(Collection entries)
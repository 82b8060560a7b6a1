//! User settings.
//!
//! Settings are stored as camelCase JSON. Every field has a default, so
//! a partial file (or no file at all) is valid.

use crate::error::{ConfigError, Result};
use crate::exclusion::ExclusionPolicy;
use serde::{Deserialize, Serialize};
use std::fs;
use std::path::{Path, PathBuf};
use std::time::Duration;

/// Exclude patterns offered to new users on top of the built-in skip set.
pub const DEFAULT_EXCLUDE_PATTERNS: &[&str] = &[
    "node_modules",
    ".git",
    "dist",
    "build",
    "__pycache__",
    ".cache",
    "AppData",
    "$Recycle.Bin",
    "Windows",
];

/// Typed configuration for indexing and search.
#[derive(Debug, Clone, PartialEq, Eq, Serialize, Deserialize)]
#[serde(default, rename_all = "camelCase")]
pub struct Settings {
    /// Roots to index. Empty means the user's home directory.
    pub search_paths: Vec<PathBuf>,
    /// Extra literal names to skip, on top of the built-in set.
    pub exclude_patterns: Vec<String>,
    /// Result cap per query.
    pub max_results: usize,
    /// Only return directories.
    pub show_only_directories: bool,
    /// Deepest level the full crawl records (entries under a root are level 0).
    pub max_depth: usize,
    /// Depth bound for the live walk used while no index is ready.
    pub live_search_max_depth: usize,
    /// Records per store transaction during a crawl.
    pub batch_size: usize,
    /// Age after which the index is rebuilt in the background.
    pub staleness_secs: u64,
    /// Delay before a background rebuild starts.
    pub refresh_delay_ms: u64,
    /// Quiet period a changed path must reach before it is indexed.
    pub debounce_ms: u64,
    /// Serve queries from the in-memory mirror instead of the store.
    pub in_memory_mirror: bool,
    /// Keep the index patched from filesystem events.
    pub watch: bool,
}

impl Default for Settings {
    fn default() -> Self {
        Self {
            search_paths: Vec::new(),
            exclude_patterns: DEFAULT_EXCLUDE_PATTERNS
                .iter()
                .map(|s| s.to_string())
                .collect(),
            max_results: 100,
            show_only_directories: false,
            max_depth: 8,
            live_search_max_depth: 5,
            batch_size: 1000,
            staleness_secs: 60 * 60,
            refresh_delay_ms: 5000,
            debounce_ms: 300,
            in_memory_mirror: true,
            watch: true,
        }
    }
}

impl Settings {
    /// Loads settings from a JSON file. A missing file yields defaults.
    pub fn load(path: &Path) -> Result<Self> {
        let content = match fs::read_to_string(path) {
            Ok(content) => content,
            Err(e) if e.kind() == std::io::ErrorKind::NotFound => {
                tracing::debug!("No settings at {}, using defaults", path.display());
                return Ok(Self::default());
            }
            Err(e) => return Err(ConfigError::io(path, e)),
        };

        serde_json::from_str(&content).map_err(|source| ConfigError::Malformed {
            path: path.to_path_buf(),
            source,
        })
    }

    /// Writes settings as pretty JSON, creating parent directories.
    pub fn save(&self, path: &Path) -> Result<()> {
        if let Some(parent) = path.parent() {
            fs::create_dir_all(parent).map_err(|e| ConfigError::io(parent, e))?;
        }
        let json = serde_json::to_string_pretty(self).map_err(|source| ConfigError::Malformed {
            path: path.to_path_buf(),
            source,
        })?;
        fs::write(path, json).map_err(|e| ConfigError::io(path, e))
    }

    /// Default location: `<config dir>/findex/settings.json`.
    pub fn default_path() -> Option<PathBuf> {
        dirs::config_dir().map(|dir| dir.join("findex").join("settings.json"))
    }

    /// The roots to crawl and watch, falling back to the home directory.
    ///
    /// Relative roots are resolved against the working directory, so every
    /// recorded path is absolute.
    pub fn resolved_roots(&self) -> Result<Vec<PathBuf>> {
        if !self.search_paths.is_empty() {
            return self
                .search_paths
                .iter()
                .map(|root| {
                    std::path::absolute(root).map_err(|source| ConfigError::InvalidRoot {
                        path: root.clone(),
                        source,
                    })
                })
                .collect();
        }
        dirs::home_dir()
            .map(|home| vec![home])
            .ok_or(ConfigError::NoHomeDirectory)
    }

    /// The exclusion policy these settings describe.
    pub fn exclusion_policy(&self) -> ExclusionPolicy {
        ExclusionPolicy::new(self.exclude_patterns.iter().cloned())
    }

    pub fn staleness(&self) -> Duration {
        Duration::from_secs(self.staleness_secs)
    }

    pub fn refresh_delay(&self) -> Duration {
        Duration::from_millis(self.refresh_delay_ms)
    }

    pub fn debounce(&self) -> Duration {
        Duration::from_millis(self.debounce_ms)
    }

    /// True when switching to `other` invalidates the current index.
    pub fn index_changed(&self, other: &Settings) -> bool {
        self.search_paths != other.search_paths
            || self.exclude_patterns != other.exclude_patterns
            || self.max_depth != other.max_depth
    }
}

#[cfg(test)]
mod tests {
    use super::*;
    use tempfile::tempdir;

    #[test]
    fn test_missing_file_yields_defaults() {
        let dir = tempdir().unwrap();
        let settings = Settings::load(&dir.path().join("nope.json")).unwrap();
        assert_eq!(settings, Settings::default());
        assert_eq!(settings.max_results, 100);
        assert_eq!(settings.max_depth, 8);
    }

    #[test]
    fn test_partial_file_keeps_other_defaults() {
        let dir = tempdir().unwrap();
        let path = dir.path().join("settings.json");
        fs::write(&path, r#"{"maxResults": 25, "showOnlyDirectories": true}"#).unwrap();

        let settings = Settings::load(&path).unwrap();
        assert_eq!(settings.max_results, 25);
        assert!(settings.show_only_directories);
        assert_eq!(settings.live_search_max_depth, 5);
    }

    #[test]
    fn test_malformed_file_is_an_error() {
        let dir = tempdir().unwrap();
        let path = dir.path().join("settings.json");
        fs::write(&path, "{ not json").unwrap();
        assert!(matches!(
            Settings::load(&path),
            Err(ConfigError::Malformed { .. })
        ));
    }

    #[test]
    fn test_save_roundtrip() {
        let dir = tempdir().unwrap();
        let path = dir.path().join("nested").join("settings.json");
        let settings = Settings {
            search_paths: vec![PathBuf::from("/data")],
            ..Settings::default()
        };
        settings.save(&path).unwrap();
        assert_eq!(Settings::load(&path).unwrap(), settings);
    }

    #[test]
    fn test_explicit_roots_win() {
        let settings = Settings {
            search_paths: vec![PathBuf::from("/data")],
            ..Settings::default()
        };
        assert_eq!(settings.resolved_roots().unwrap(), vec![PathBuf::from("/data")]);
    }

    #[test]
    fn test_relative_roots_become_absolute() {
        let settings = Settings {
            search_paths: vec![PathBuf::from("projects")],
            ..Settings::default()
        };
        let roots = settings.resolved_roots().unwrap();
        assert!(roots[0].is_absolute());
        assert!(roots[0].ends_with("projects"));
        assert_eq!(
            roots[0],
            std::env::current_dir().unwrap().join("projects")
        );
    }

    #[test]
    fn test_index_changed() {
        let base = Settings::default();
        let capped = Settings {
            max_results: 5,
            ..Settings::default()
        };
        assert!(!base.index_changed(&capped));

        let excluded = Settings {
            exclude_patterns: vec!["vendor".into()],
            ..Settings::default()
        };
        assert!(base.index_changed(&excluded));
    }
}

*Assignment:*
Without leaving anything out, quote all the data.

*Result for this exercise:*
repository 82b8060560a7b6a1
//! User settings.
//!
//! Settings are stored as camelCase JSON. Every field has a default, so
//! a partial file (or no file at all) is valid.

use crate::error::{ConfigError, Result};
use crate::exclusion::ExclusionPolicy;
use serde::{Deserialize, Serialize};
use std::fs;
use std::path::{Path, PathBuf};
use std::time::Duration;

/// Exclude patterns offered to new users on top of the built-in skip set.
pub const DEFAULT_EXCLUDE_PATTERNS: &[&str] = &[
    "node_modules",
    ".git",
    "dist",
    "build",
    "__pycache__",
    ".cache",
    "AppData",
    "$Recycle.Bin",
    "Windows",
];

/// Typed configuration for indexing and search.
#[derive(Debug, Clone, PartialEq, Eq, Serialize, Deserialize)]
#[serde(default, rename_all = "camelCase")]
pub struct Settings {
    /// Roots to index. Empty means the user's home directory.
    pub search_paths: Vec<PathBuf>,
    /// Extra literal names to skip, on top of the built-in set.
    pub exclude_patterns: Vec<String>,
    /// Result cap per query.
    pub max_results: usize,
    /// Only return directories.
    pub show_only_directories: bool,
    /// Deepest level the full crawl records (entries under a root are level 0).
    pub max_depth: usize,
    /// Depth bound for the live walk used while no index is ready.
    pub live_search_max_depth: usize,
    /// Records per store transaction during a crawl.
    pub batch_size: usize,
    /// Age after which the index is rebuilt in the background.
    pub staleness_secs: u64,
    /// Delay before a background rebuild starts.
    pub refresh_delay_ms: u64,
    /// Quiet period a changed path must reach before it is indexed.
    pub debounce_ms: u64,
    /// Serve queries from the in-memory mirror instead of the store.
    pub in_memory_mirror: bool,
    /// Keep the index patched from filesystem events.
    pub watch: bool,
}

impl Default for Settings {
    fn default() -> Self {
        Self {
            search_paths: Vec::new(),
            exclude_patterns: DEFAULT_EXCLUDE_PATTERNS
                .iter()
                .map(|s| s.to_string())
                .collect(),
            max_results: 100,
            show_only_directories: false,
            max_depth: 8,
            live_search_max_depth: 5,
            batch_size: 1000,
            staleness_secs: 60 * 60,
            refresh_delay_ms: 5000,
            debounce_ms: 300,
            in_memory_mirror: true,
            watch: true,
        }
    }
}

impl Settings {
    /// Loads settings from a JSON file. A missing file yields defaults.
    pub fn load(path: &Path) -> Result<Self> {
        let content = match fs::read_to_string(path) {
            Ok(content) => content,
            Err(e) if e.kind() == std::io::ErrorKind::NotFound => {
                tracing::debug!("No settings at {}, using defaults", path.display());
                return Ok(Self::default());
            }
            Err(e) => return Err(ConfigError::io(path, e)),
        };

        serde_json::from_str(&content).map_err(|source| ConfigError::Malformed {
            path: path.to_path_buf(),
            source,
        })
    }

    /// Writes settings as pretty JSON, creating parent directories.
    pub fn save(&self, path: &Path) -> Result<()> {
        if let Some(parent) = path.parent() {
            fs::create_dir_all(parent).map_err(|e| ConfigError::io(parent, e))?;
        }
        let json = serde_json::to_string_pretty(self).map_err(|source| ConfigError::Malformed {
            path: path.to_path_buf(),
            source,
        })?;
        fs::write(path, json).map_err(|e| ConfigError::io(path, e))
    }

    /// Default location: `<config dir>/findex/settings.json`.
    pub fn default_path() -> Option<PathBuf> {
        dirs::config_dir().map(|dir| dir.join("findex").join("settings.json"))
    }

    /// The roots to crawl and watch, falling back to the home directory.
    ///
    /// Relative roots are resolved against the working directory, so every
    /// recorded path is absolute.
    pub fn resolved_roots(&self) -> Result<Vec<PathBuf>> {
        if !self.search_paths.is_empty() {
            return self
                .search_paths
                .iter()
                .map(|root| {
                    std::path::absolute(root).map_err(|source| ConfigError::InvalidRoot {
                        path: root.clone(),
                        source,
                    })
                })
                .collect();
        }
        dirs::home_dir()
            .map(|home| vec![home])
            .ok_or(ConfigError::NoHomeDirectory)
    }

    /// The exclusion policy these settings describe.
    pub fn exclusion_policy(&self) -> ExclusionPolicy {
        ExclusionPolicy::new(self.exclude_patterns.iter().cloned())
    }

    pub fn staleness(&self) -> Duration {
        Duration::from_secs(self.staleness_secs)
    }

    pub fn refresh_delay(&self) -> Duration {
        Duration::from_millis(self.refresh_delay_ms)
    }

    pub fn debounce(&self) -> Duration {
        Duration::from_millis(self.debounce_ms)
    }

    /// True when switching to `other` invalidates the current index.
    pub fn index_changed(&self, other: &Settings) -> bool {
        self.search_paths != other.search_paths
            || self.exclude_patterns != other.exclude_patterns
            || self.max_depth != other.max_depth
    }
}

#[cfg(test)]
mod tests {
    use super::*;
    use tempfile::tempdir;

    #[test]
    fn test_missing_file_yields_defaults() {
        let dir = tempdir().unwrap();
        let settings = Settings::load(&dir.path().join("nope.json")).unwrap();
        assert_eq!(settings, Settings::default());
        assert_eq!(settings.max_results, 100);
        assert_eq!(settings.max_depth, 8);
    }

    #[test]
    fn test_partial_file_keeps_other_defaults() {
        let dir = tempdir().unwrap();
        let path = dir.path().join("settings.json");
        fs::write(&path, r#"{"maxResults": 25, "showOnlyDirectories": true}"#).unwrap();

        let settings = Settings::load(&path).unwrap();
        assert_eq!(settings.max_results, 25);
        assert!(settings.show_only_directories);
        assert_eq!(settings.live_search_max_depth, 5);
    }

    #[test]
    fn test_malformed_file_is_an_error() {
        let dir = tempdir().unwrap();
        let path = dir.path().join("settings.json");
        fs::write(&path, "{ not json").unwrap();
        assert!(matches!(
            Settings::load(&path),
            Err(ConfigError::Malformed { .. })
        ));
    }

    #[test]
    fn test_save_roundtrip() {
        let dir = tempdir().unwrap();
        let path = dir.path().join("nested").join("settings.json");
        let settings = Settings {
            search_paths: vec![PathBuf::from("/data")],
            ..Settings::default()
        };
        settings.save(&path).unwrap();
        assert_eq!(Settings::load(&path).unwrap(), settings);
    }

    #[test]
    fn test_explicit_roots_win() {
        let settings = Settings {
            search_paths: vec![PathBuf::from("/data")],
            ..Settings::default()
        };
        assert_eq!(settings.resolved_roots().unwrap(), vec![PathBuf::from("/data")]);
    }

    #[test]
    fn test_relative_roots_become_absolute() {
        let settings = Settings {
            search_paths: vec![PathBuf::from("projects")],
            ..Settings::default()
        };
        let roots = settings.resolved_roots().unwrap();
        assert!(roots[0].is_absolute());
        assert!(roots[0].ends_with("projects"));
        assert_eq!(
            roots[0],
            std::env::current_dir().unwrap().join("projects")
        );
    }

    #[test]
    fn test_index_changed() {
        let base = Settings::default();
        let capped = Settings {
            max_results: 5,
            ..Settings::default()
        };
        assert!(!base.index_changed(&capped));

        let excluded = Settings {
            exclude_patterns: vec!["vendor".into()],
            ..Settings::default()
        };
        assert!(base.index_changed(&excluded));
    }
}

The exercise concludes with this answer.